::: Dataset entries

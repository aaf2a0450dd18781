use std::collections::HashMap;
use std::fs::{self, File};
use std::io::{BufReader, BufWriter, Write};
use std::path::{Path, PathBuf};

use serde::ser::{SerializeMap, Serializer};
use serde::{Deserialize, Serialize};
use tracing::{debug, warn};

use crate::egtb::material_diff;
use crate::error::StatsError;
use crate::types::TimeControlClass;

pub const STATS_SUFFIX: &str = "stats.json";
pub const CUMULATIVE_FILE_NAME: &str = "cumulative-stats.json";

pub type EgtbCounts = HashMap<String, u64>;

/// EGTB names with their counts in a fixed order.
pub type RankedCounts = Vec<(String, u64)>;

/// Per-file statistics, owned by the collector while a run is in progress.
#[derive(Debug, Clone, Default, PartialEq, Eq)]
pub struct RunStats {
    pub timecontrol: [u64; 4],
    pub egtb: EgtbCounts,
}

impl RunStats {
    pub fn record(&mut self, class: TimeControlClass, egtb: String) {
        self.timecontrol[class.index()] += 1;
        *self.egtb.entry(egtb).or_default() += 1;
    }

    pub fn timecontrol_count(&self, class: TimeControlClass) -> u64 {
        self.timecontrol[class.index()]
    }

    pub fn total_games(&self) -> u64 {
        self.timecontrol.iter().sum()
    }

    pub fn write(&self, path: &Path) -> Result<(), StatsError> {
        write_json(path, self)
    }
}

/// Artifact written next to an archive: `games.pgn.bz2` -> `games.pgn.stats.json`.
pub fn stats_path_for(archive: &Path) -> PathBuf {
    archive.with_extension(STATS_SUFFIX)
}

/// Descending count, then name.
pub fn most_games_sort(counts: &EgtbCounts) -> RankedCounts {
    let mut ranked: RankedCounts = counts.iter().map(|(k, &v)| (k.clone(), v)).collect();
    ranked.sort_by(|a, b| b.1.cmp(&a.1).then_with(|| a.0.cmp(&b.0)));
    ranked
}

/// Ascending material difference, then descending count, then name. Names
/// that do not parse sort last.
pub fn material_diff_sort(counts: &EgtbCounts) -> RankedCounts {
    let mut ranked: Vec<(u32, String, u64)> = counts
        .iter()
        .map(|(k, &v)| (material_diff(k).unwrap_or(u32::MAX), k.clone(), v))
        .collect();
    ranked.sort_by(|a, b| {
        a.0.cmp(&b.0)
            .then_with(|| b.2.cmp(&a.2))
            .then_with(|| a.1.cmp(&b.1))
    });
    ranked.into_iter().map(|(_, k, v)| (k, v)).collect()
}

/// Merged view over any number of run or cumulative artifacts.
#[derive(Debug, Clone, PartialEq, Eq)]
pub struct CumulativeStats {
    pub created: String,
    pub total_games: u64,
    pub timecontrol: [u64; 4],
    pub egtb_material_diff: Option<RankedCounts>,
    pub egtb_most_games: RankedCounts,
}

impl CumulativeStats {
    pub fn write(&self, path: &Path) -> Result<(), StatsError> {
        write_json(path, self)
    }
}

/// Element-wise sum of time control and EGTB counts.
#[derive(Debug, Clone, Default, PartialEq, Eq)]
pub struct StatsMerger {
    timecontrol: [u64; 4],
    egtb: EgtbCounts,
}

impl StatsMerger {
    pub fn new() -> Self {
        Self::default()
    }

    pub fn add_run(&mut self, run: &RunStats) {
        for (total, count) in self.timecontrol.iter_mut().zip(run.timecontrol) {
            *total += count;
        }
        for (name, count) in &run.egtb {
            *self.egtb.entry(name.clone()).or_default() += count;
        }
    }

    pub fn add_file(&mut self, path: &Path) -> Result<(), StatsError> {
        let run = read_artifact(path)?;
        self.add_run(&run);
        Ok(())
    }

    pub fn finish(self, sort_by_material_diff: bool) -> CumulativeStats {
        let created = chrono::Local::now()
            .naive_local()
            .format("%Y-%m-%dT%H:%M:%S%.6f")
            .to_string();

        CumulativeStats {
            created,
            total_games: self.timecontrol.iter().sum(),
            timecontrol: self.timecontrol,
            egtb_material_diff: sort_by_material_diff.then(|| material_diff_sort(&self.egtb)),
            egtb_most_games: most_games_sort(&self.egtb),
        }
    }
}

/// Accepts both artifact shapes: per-run (`EGTB`) and cumulative
/// (`EGTB_most_games`).
#[derive(Deserialize)]
struct StatsArtifact {
    #[serde(default)]
    timecontrol: HashMap<String, u64>,
    #[serde(rename = "EGTB")]
    egtb: Option<EgtbCounts>,
    #[serde(rename = "EGTB_most_games")]
    egtb_most_games: Option<EgtbCounts>,
}

pub fn read_artifact(path: &Path) -> Result<RunStats, StatsError> {
    let file = File::open(path).map_err(|source| StatsError::Io {
        path: path.to_path_buf(),
        source,
    })?;
    let artifact: StatsArtifact =
        serde_json::from_reader(BufReader::new(file)).map_err(|source| StatsError::Json {
            path: path.to_path_buf(),
            source,
        })?;

    let mut run = RunStats::default();
    for (key, count) in artifact.timecontrol {
        match key.parse::<TimeControlClass>() {
            Ok(class) => run.timecontrol[class.index()] += count,
            Err(_) => warn!(file = %path.display(), key = %key, "Ignoring unknown time control"),
        }
    }
    run.egtb = artifact
        .egtb
        .or(artifact.egtb_most_games)
        .ok_or_else(|| StatsError::MissingEgtb(path.to_path_buf()))?;

    Ok(run)
}

fn write_json<T: Serialize>(path: &Path, value: &T) -> Result<(), StatsError> {
    let io_error = |source| StatsError::Io {
        path: path.to_path_buf(),
        source,
    };

    let mut writer = BufWriter::new(File::create(path).map_err(io_error)?);
    serde_json::to_writer(&mut writer, value).map_err(|source| StatsError::Json {
        path: path.to_path_buf(),
        source,
    })?;
    writer.flush().map_err(io_error)
}

/// Merges every artifact in `files` into one cumulative view.
pub fn merge_files(
    files: &[PathBuf],
    sort_by_material_diff: bool,
) -> Result<CumulativeStats, StatsError> {
    let mut merger = StatsMerger::new();
    for file in files {
        debug!(file = %file.display(), "Merging stats");
        merger.add_file(file)?;
    }
    Ok(merger.finish(sort_by_material_diff))
}

/// `*.stats.json` files directly inside `dir`, sorted by path.
pub fn find_stats_files(dir: &Path) -> Result<Vec<PathBuf>, StatsError> {
    let pattern = dir
        .join(format!("*.{STATS_SUFFIX}"))
        .to_string_lossy()
        .into_owned();
    let mut files: Vec<PathBuf> = glob::glob(&pattern)?.filter_map(Result::ok).collect();
    files.sort();
    Ok(files)
}

/// Writes `cumulative-stats.json` for an analysed file or directory and
/// returns its path.
pub fn collect_cumulative_results(
    path: &Path,
    sort_by_material_diff: bool,
) -> Result<PathBuf, StatsError> {
    let (files, outfolder) = if path.is_dir() {
        (find_stats_files(path)?, path.to_path_buf())
    } else {
        let single = stats_path_for(path);
        let files = if single.exists() { vec![single] } else { Vec::new() };
        let parent = path
            .parent()
            .map(Path::to_path_buf)
            .unwrap_or_default();
        (files, parent)
    };

    if files.is_empty() {
        warn!(path = %path.display(), "No stats files found, cumulative results will be empty");
    }

    let cumulative = merge_files(&files, sort_by_material_diff)?;
    if !outfolder.as_os_str().is_empty() {
        fs::create_dir_all(&outfolder).map_err(|source| StatsError::Io {
            path: outfolder.clone(),
            source,
        })?;
    }
    let outfile = outfolder.join(CUMULATIVE_FILE_NAME);
    cumulative.write(&outfile)?;
    Ok(outfile)
}

/// Combines previously written cumulative files into `outfile`. The
/// material-difference view is always included.
pub fn combine(files: &[PathBuf], outfile: &Path) -> Result<CumulativeStats, StatsError> {
    let cumulative = merge_files(files, true)?;
    cumulative.write(outfile)?;
    Ok(cumulative)
}

struct TimeControlMap<'a>(&'a [u64; 4]);

impl Serialize for TimeControlMap<'_> {
    fn serialize<S: Serializer>(&self, serializer: S) -> Result<S::Ok, S::Error> {
        let mut map = serializer.serialize_map(Some(TimeControlClass::ALL.len()))?;
        for class in TimeControlClass::ALL {
            map.serialize_entry(class.as_str(), &self.0[class.index()])?;
        }
        map.end()
    }
}

struct OrderedMap<'a>(&'a [(String, u64)]);

impl Serialize for OrderedMap<'_> {
    fn serialize<S: Serializer>(&self, serializer: S) -> Result<S::Ok, S::Error> {
        let mut map = serializer.serialize_map(Some(self.0.len()))?;
        for (name, count) in self.0 {
            map.serialize_entry(name, count)?;
        }
        map.end()
    }
}

impl Serialize for RunStats {
    fn serialize<S: Serializer>(&self, serializer: S) -> Result<S::Ok, S::Error> {
        let mut map = serializer.serialize_map(Some(2))?;
        map.serialize_entry("timecontrol", &TimeControlMap(&self.timecontrol))?;
        map.serialize_entry("EGTB", &OrderedMap(&most_games_sort(&self.egtb)))?;
        map.end()
    }
}

impl Serialize for CumulativeStats {
    fn serialize<S: Serializer>(&self, serializer: S) -> Result<S::Ok, S::Error> {
        let mut map = serializer.serialize_map(None)?;
        map.serialize_entry("created", &self.created)?;
        map.serialize_entry("total_games", &self.total_games)?;
        map.serialize_entry("timecontrol", &TimeControlMap(&self.timecontrol))?;
        if let Some(material_diff) = &self.egtb_material_diff {
            map.serialize_entry("EGTB_material_diff", &OrderedMap(material_diff))?;
        }
        map.serialize_entry("EGTB_most_games", &OrderedMap(&self.egtb_most_games))?;
        map.end()
    }
}
use std::fmt;
use std::panic::{self, AssertUnwindSafe};

use crate::egtb::egtb_name_from_pieces;
use crate::engine::RulesEngine;
use crate::types::GameRecord;

pub const STARTING_PIECES: usize = 32;

#[derive(Debug, Clone, Copy, PartialEq, Eq, Hash, PartialOrd, Ord)]
pub enum UnsuitableReason {
    /// Fewer than `captures + 2` half-moves.
    TooShort,
    /// The mainline ended before the target piece count.
    NeverReached,
    /// The rules engine reported bad notation.
    IllegalMoves,
    /// The target position is the last one of the game.
    Terminal,
    /// The next half-move captures again.
    Trivializable,
    /// The rules engine panicked on this record.
    EngineFault,
}

impl UnsuitableReason {
    pub const ALL: [UnsuitableReason; 6] = [
        Self::TooShort,
        Self::NeverReached,
        Self::IllegalMoves,
        Self::Terminal,
        Self::Trivializable,
        Self::EngineFault,
    ];

    pub fn as_str(self) -> &'static str {
        match self {
            Self::TooShort => "too_short",
            Self::NeverReached => "never_reached",
            Self::IllegalMoves => "illegal_moves",
            Self::Terminal => "terminal",
            Self::Trivializable => "trivializable",
            Self::EngineFault => "engine_fault",
        }
    }

    pub const fn index(self) -> usize {
        self as usize
    }
}

impl fmt::Display for UnsuitableReason {
    fn fmt(&self, f: &mut fmt::Formatter<'_>) -> fmt::Result {
        f.write_str(self.as_str())
    }
}

#[derive(Debug, Clone, PartialEq, Eq)]
pub enum Outcome {
    Suitable(String),
    Unsuitable(UnsuitableReason),
}

/// Replays a game until `captures` pieces have left the board and names the
/// tablebase for that position.
///
/// The first capture can happen on half-move 3 at the earliest, so
/// `captures + 2` half-moves are played before the piece count is checked.
/// The position only counts if one more half-move exists and that move does
/// not capture.
pub fn play_game<E>(engine: &mut E, record: &GameRecord, captures: u32) -> Outcome
where
    E: RulesEngine + ?Sized,
{
    engine.load(record);

    for _ in 0..captures.saturating_add(2) {
        if !engine.apply_next() {
            return Outcome::Unsuitable(UnsuitableReason::TooShort);
        }
    }

    let target = STARTING_PIECES.saturating_sub(captures as usize);
    while engine.piece_count() != target {
        if !engine.apply_next() {
            return Outcome::Unsuitable(UnsuitableReason::NeverReached);
        }
    }

    if engine.errors().is_some() {
        return Outcome::Unsuitable(UnsuitableReason::IllegalMoves);
    }

    let reached = engine.piece_set();

    if !engine.apply_next() {
        return Outcome::Unsuitable(UnsuitableReason::Terminal);
    }
    if engine.piece_count() < reached.len() {
        return Outcome::Unsuitable(UnsuitableReason::Trivializable);
    }

    Outcome::Suitable(egtb_name_from_pieces(reached))
}

/// Per-worker replayer. Owns one engine and survives engine panics: a
/// panicking record resolves to [`UnsuitableReason::EngineFault`].
pub struct Replayer<E> {
    engine: E,
    captures: u32,
}

impl<E: RulesEngine> Replayer<E> {
    pub fn new(engine: E, captures: u32) -> Self {
        Self { engine, captures }
    }

    pub fn replay(&mut self, record: &GameRecord) -> Outcome {
        let captures = self.captures;
        let engine = &mut self.engine;
        panic::catch_unwind(AssertUnwindSafe(|| play_game(engine, record, captures)))
            .unwrap_or(Outcome::Unsuitable(UnsuitableReason::EngineFault))
    }
}

#[cfg(test)]
mod tests {
    use super::*;
    use crate::engine::{STANDARD_PIECES, ScriptedEngine, ShakmatyEngine};

    fn game(movetext: &str) -> GameRecord {
        GameRecord {
            headers: Vec::new(),
            movetext: movetext.to_string(),
        }
    }

    fn scripted(start: &str, script: &[&str]) -> GameRecord {
        GameRecord {
            headers: vec![("Start".to_string(), start.to_string())],
            movetext: script.join(" "),
        }
    }

    fn real(movetext: &str, captures: u32) -> Outcome {
        play_game(&mut ShakmatyEngine::new(), &game(movetext), captures)
    }

    #[test]
    fn test_rejects_game_shorter_than_captures_plus_two() {
        assert_eq!(
            real("1. e4 d5 *", 1),
            Outcome::Unsuitable(UnsuitableReason::TooShort)
        );

        // Exactly captures + 2 half-moves is enough to start counting.
        let record = scripted(STANDARD_PIECES, &[STANDARD_PIECES; 3]);
        assert_eq!(
            play_game(&mut ScriptedEngine::default(), &record, 1),
            Outcome::Unsuitable(UnsuitableReason::NeverReached)
        );
    }

    #[test]
    fn test_rejects_game_that_never_reaches_target() {
        assert_eq!(
            real("1. e4 e5 2. Nf3 Nc6 3. Bb5 a6 *", 1),
            Outcome::Unsuitable(UnsuitableReason::NeverReached)
        );
    }

    #[test]
    fn test_rejects_terminal_position() {
        assert_eq!(
            real("1. e4 d5 2. exd5 Qxd5 0-1", 2),
            Outcome::Unsuitable(UnsuitableReason::Terminal)
        );
    }

    #[test]
    fn test_rejects_trivializable_position() {
        assert_eq!(
            real("1. e4 d5 2. exd5 Qxd5 3. Nc3 *", 1),
            Outcome::Unsuitable(UnsuitableReason::Trivializable)
        );
    }

    #[test]
    fn test_rejects_game_with_illegal_moves() {
        assert_eq!(
            real("1. e4 d5 2. exd5 Qxd5 3. Ke3 Nf6 *", 2),
            Outcome::Unsuitable(UnsuitableReason::IllegalMoves)
        );
    }

    #[test]
    fn test_classifies_stable_position() {
        assert_eq!(
            real("1. e4 d5 2. exd5 Qxd5 3. Nc3 Qa5 *", 2),
            Outcome::Suitable("KQRRBBNNPPPPPPPvKQRRBBNNPPPPPPP".to_string())
        );
    }

    #[test]
    fn test_scripted_endgame_entry() {
        let mut script = vec!["KRPPkrp"; 28];
        script.extend(["KRPkr", "KRPkr"]);
        let record = scripted("KRPPkrp", &script);

        assert_eq!(
            play_game(&mut ScriptedEngine::default(), &record, 27),
            Outcome::Suitable("KRPvKR".to_string())
        );
    }

    #[test]
    fn test_illegal_moves_checked_before_terminal() {
        let mut script = vec!["KQkq"; 30];
        script.extend(["KQk", "??"]);
        let record = scripted("KQkq", &script);

        assert_eq!(
            play_game(&mut ScriptedEngine::default(), &record, 29),
            Outcome::Unsuitable(UnsuitableReason::IllegalMoves)
        );
    }

    #[test]
    fn test_huge_capture_count_is_too_short() {
        let record = scripted(STANDARD_PIECES, &[STANDARD_PIECES; 3]);
        assert_eq!(
            play_game(&mut ScriptedEngine::default(), &record, u32::MAX),
            Outcome::Unsuitable(UnsuitableReason::TooShort)
        );
    }

    #[test]
    fn test_replayer_turns_engine_panic_into_fault() {
        let mut replayer = Replayer::new(ScriptedEngine::default(), 1);
        let faulty = scripted(STANDARD_PIECES, &["panic"]);

        assert_eq!(
            replayer.replay(&faulty),
            Outcome::Unsuitable(UnsuitableReason::EngineFault)
        );

        // The same replayer keeps working afterwards.
        let ok = scripted(STANDARD_PIECES, &[STANDARD_PIECES, STANDARD_PIECES]);
        assert_eq!(
            replayer.replay(&ok),
            Outcome::Unsuitable(UnsuitableReason::TooShort)
        );
    }
}
use std::num::NonZeroUsize;
use std::thread;

use crate::error::ConfigError;
use crate::filter::GameFilter;
use crate::types::TimeControlClass;

/// 32 starting pieces minus 7 remaining.
pub const REQUIRED_CAPTURES_7_MAN: u32 = 25;
pub const DEFAULT_LO_ELO: i32 = 2000;
pub const DEFAULT_HI_ELO: i32 = 4000;

pub const WORK_QUEUE_CAPACITY: usize = 10_000;
pub const RESULTS_QUEUE_CAPACITY: usize = 1_000;

/// One producer and one collector run next to the workers.
pub fn default_workers() -> usize {
    let cpus = thread::available_parallelism()
        .map(NonZeroUsize::get)
        .unwrap_or(1);
    cpus.saturating_sub(2).max(2)
}

#[derive(Debug, Clone, PartialEq, Eq)]
pub struct AnalysisConfig {
    pub lo_elo: i32,
    pub hi_elo: i32,
    pub exclude: Vec<TimeControlClass>,
    pub captures: u32,
    pub workers: usize,
}

impl AnalysisConfig {
    pub fn new(
        lo_elo: i32,
        hi_elo: i32,
        exclude: Vec<TimeControlClass>,
        captures: u32,
    ) -> Result<Self, ConfigError> {
        if lo_elo >= hi_elo {
            return Err(ConfigError::RatingRange {
                lo: lo_elo,
                hi: hi_elo,
            });
        }
        if !(1..30).contains(&captures) {
            return Err(ConfigError::Captures(captures));
        }

        Ok(Self {
            lo_elo,
            hi_elo,
            exclude,
            captures,
            workers: default_workers(),
        })
    }

    pub fn with_workers(mut self, workers: usize) -> Self {
        self.workers = workers.max(1);
        self
    }

    pub fn filter(&self) -> GameFilter {
        GameFilter::new(self.lo_elo, self.hi_elo, &self.exclude)
    }
}

impl Default for AnalysisConfig {
    fn default() -> Self {
        Self {
            lo_elo: DEFAULT_LO_ELO,
            hi_elo: DEFAULT_HI_ELO,
            exclude: Vec::new(),
            captures: REQUIRED_CAPTURES_7_MAN,
            workers: default_workers(),
        }
    }
}

#[cfg(test)]
mod tests {
    use super::*;

    #[test]
    fn test_rejects_inverted_or_equal_ratings() {
        assert_eq!(
            AnalysisConfig::new(2500, 2500, Vec::new(), 25),
            Err(ConfigError::RatingRange { lo: 2500, hi: 2500 })
        );
        assert!(AnalysisConfig::new(3000, 2000, Vec::new(), 25).is_err());
    }

    #[test]
    fn test_capture_bounds_are_exclusive() {
        assert_eq!(
            AnalysisConfig::new(0, 1, Vec::new(), 0),
            Err(ConfigError::Captures(0))
        );
        assert_eq!(
            AnalysisConfig::new(0, 1, Vec::new(), 30),
            Err(ConfigError::Captures(30))
        );
        assert!(AnalysisConfig::new(0, 1, Vec::new(), 1).is_ok());
        assert!(AnalysisConfig::new(0, 1, Vec::new(), 29).is_ok());
    }

    #[test]
    fn test_default_workers_is_at_least_two() {
        assert!(default_workers() >= 2);
        assert!(AnalysisConfig::default().workers >= 2);
    }

    #[test]
    fn test_with_workers_never_zero() {
        let config = AnalysisConfig::default().with_workers(0);
        assert_eq!(config.workers, 1);
    }
}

::::::

__Problem__: Beginning at the top of the data, please return every line until and including the line containing "use crate::egtb::material_diff;", copied exactly, and nothing past it.

__Answer to this task__:
repository aaf2a0450dd18781
use std::collections::HashMap;
use std::fs::{self, File};
use std::io::{BufReader, BufWriter, Write};
use std::path::{Path, PathBuf};

use serde::ser::{SerializeMap, Serializer};
use serde::{Deserialize, Serialize};
use tracing::{debug, warn};

use crate::egtb::material_diff;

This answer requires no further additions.